Who's calling the plays?
Should it be Holgorsen, who has always done it here and possesses the profile of a person a fan would want calling plays for his or her team? Or should he be untethered from that duty and step back to oversee the entire operation and everything that requires attention and action during a game?
Three days later, Spavital emerged as the answer, though to a wholly different question.
William Crest, who at one point was the presumed long-term answer at quarterback, announced Monday he will transfer. A four-star recruit in 2014, Crest never threw a touchdown pass for the Mountaineers.
His career was detoured by a bad right shoulder, and his departure actually and improbably affects WVU's special teams more than its offense, because he volunteered to cover kicks as a way to play a part and help the team. Crest was the gem of his recruiting class and he was a gem for the character of the team, but that doesn't quiet another one of those conversations about Holgorsen.
Where are the can't-miss, blue-chip quarterbacks?
This is where Spavital surely comes into play. He may or may not call plays. WVU might need new ideas to get touchdowns instead of field goals in the red zone. Spavital could make quality decisions in an instant and under pressure. Perhaps he cooks up some two-play drives the Mountaineers dearly need.
Or maybe he just makes life easier for Holgorsen. At the very least, Spavital now coaches quarterbacks. Holgorsen did a lot of that the last few years with his graduate assistant, Mike Burchett. But it has to further help Holgorsen to be surrounded by Spavital, his graduate assistant at Houston and Oklahoma State and WVU's quarterbacks coach in 2011-12, as well as Joe Wickline. He was WVU's offensive coordinator last season and Oklahoma State's offensive line coach in 2010 when Holgorsen was the offensive coordinator and Spavital was a graduate assistant.
But the identity of the person calling the plays isn't the concern. It's a condition. Spavital might be a solution, someone who can only help WVU's effort to find, recruit, sign and develop quarterbacks.
It's a lucrative profession, and it's doubly important at WVU, where the greatest quarterbacks were not the greatest recruits. A transfer from Penn State. Lesser-known prospects from Cleveland or Pittsburgh who fit WVU's plans. A kid from Alabama who the SEC saw as a cornerback or a receiver. A kid from Miami who wasn't even getting a lot of attention from the Mountaineers until they lost a committed player and enacted a backup plan.
Spavital lured Davis Webb from Texas Tech to Cal last season.
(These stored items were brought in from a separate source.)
//! Registry of named metrics.

use std::fmt;
use std::str::FromStr;

use crate::dtw::{Dtw, fast_dtw};
use crate::error::MetricError;
use crate::params::MetricParams;
use crate::pointwise;

/// A library-provided distance, addressable by name.
///
/// | Kind | Names |
/// |---|---|
/// | `Euclidean` | `euclidean`, `l2` |
/// | `SqEuclidean` | `sqeuclidean` |
/// | `Manhattan` | `manhattan`, `cityblock`, `l1` |
/// | `Cosine` | `cosine` |
/// | `NanEuclidean` | `nan_euclidean` |
/// | `Dtw` | `dtw` (reads `window`) |
/// | `FastDtw` | `fastdtw` (reads `radius`) |
#[derive(Debug, Clone, Copy, PartialEq, Eq, Hash)]
pub enum MetricKind {
    /// Euclidean (L2) distance.
    Euclidean,
    /// Squared Euclidean distance.
    SqEuclidean,
    /// Manhattan (L1) distance.
    Manhattan,
    /// Cosine distance.
    Cosine,
    /// Euclidean distance over commonly observed coordinates, rescaled.
    NanEuclidean,
    /// Dynamic Time Warping with an optional Sakoe-Chiba `window`.
    Dtw,
    /// Approximate DTW over NaN-stripped sequences with a narrow band.
    FastDtw,
}

impl MetricKind {
    /// Every registered metric, in documentation order.
    pub const ALL: [MetricKind; 7] = [
        Self::Euclidean,
        Self::SqEuclidean,
        Self::Manhattan,
        Self::Cosine,
        Self::NanEuclidean,
        Self::Dtw,
        Self::FastDtw,
    ];

    /// Return the canonical name.
    #[must_use]
    pub fn name(self) -> &'static str {
        match self {
            Self::Euclidean => "euclidean",
            Self::SqEuclidean => "sqeuclidean",
            Self::Manhattan => "manhattan",
            Self::Cosine => "cosine",
            Self::NanEuclidean => "nan_euclidean",
            Self::Dtw => "dtw",
            Self::FastDtw => "fastdtw",
        }
    }

    /// Return true for metrics that return approximate results.
    #[must_use]
    pub fn is_approximate(self) -> bool {
        matches!(self, Self::FastDtw)
    }

    /// Compute the distance between `a` and `b`.
    ///
    /// # Errors
    ///
    /// | Variant | Condition |
    /// |---|---|
    /// | [`MetricError::LengthMismatch`] | Pointwise metric on unequal lengths |
    /// | [`MetricError::EmptySequence`] | DTW input with no observed values |
    /// | [`MetricError::InvalidParam`] | Malformed `window` or `radius` |
    pub fn distance(self, a: &[f64], b: &[f64], params: &MetricParams) -> Result<f64, MetricError> {
        match self {
            Self::Euclidean => pointwise::euclidean(a, b),
            Self::SqEuclidean => pointwise::sq_euclidean(a, b),
            Self::Manhattan => pointwise::manhattan(a, b),
            Self::Cosine => pointwise::cosine(a, b),
            Self::NanEuclidean => pointwise::nan_euclidean(a, b),
            Self::Dtw => Dtw::from_params(params)?.distance(a, b),
            Self::FastDtw => fast_dtw(a, b, params),
        }
    }
}

impl FromStr for MetricKind {
    type Err = MetricError;

    fn from_str(s: &str) -> Result<Self, Self::Err> {
        match s {
            "euclidean" | "l2" => Ok(Self::Euclidean),
            "sqeuclidean" => Ok(Self::SqEuclidean),
            "manhattan" | "cityblock" | "l1" => Ok(Self::Manhattan),
            "cosine" => Ok(Self::Cosine),
            "nan_euclidean" => Ok(Self::NanEuclidean),
            "dtw" => Ok(Self::Dtw),
            "fastdtw" => Ok(Self::FastDtw),
            other => Err(MetricError::UnknownMetric {
                name: other.to_string(),
            }),
        }
    }
}

impl fmt::Display for MetricKind {
    fn fmt(&self, f: &mut fmt::Formatter<'_>) -> fmt::Result {
        f.write_str(self.name())
    }
}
He recruited Kyler Murray and Kyle Allen to Texas A&M and Chase Garbers to Cal. He's worked out West and in Texas, the Pac-12, the Big 12 and the SEC. His family's name is revered in Oklahoma and his reputation is healthy in living rooms and junior colleges in the East.
Now, he's not going to fix it altogether. Nothing in recruiting is harder than the quarterback position, and then the Mountaineers have to deal with their ordinary obstacles, like geography and competitors. It's why there's nothing wrong with welcoming a junior college transfer like Skyler Howard, an FBS transfer like Will Grier or a graduate transfer like Clint Trickett - or Webb.
"How" should never matter as much as "who."
Except maybe when it comes to the recruiter.
Relationships matter, but so, too, does reputation, and Spavital has a good one. Critiques of Holgorsen himself recruiting quarterbacks tend to overlook he inherited Geno Smith at WVU, Brandon Weeden at Oklahoma State and Case Keenum at Houston - or that he recruited a few of the stars at Texas Tech - but it's also true Smith, Weeden and Keenum were far better players once they secured shelter under Holgorsen's wing.
The quarterback keys the offense, and the offense ordinarily holds the keys for the Big 12 champion. Getting the right one on campus, and then battling attrition to keep him there, is a chore, but it's also necessity. In the end, what does it matter who's calling plays if you don't have the best player running them?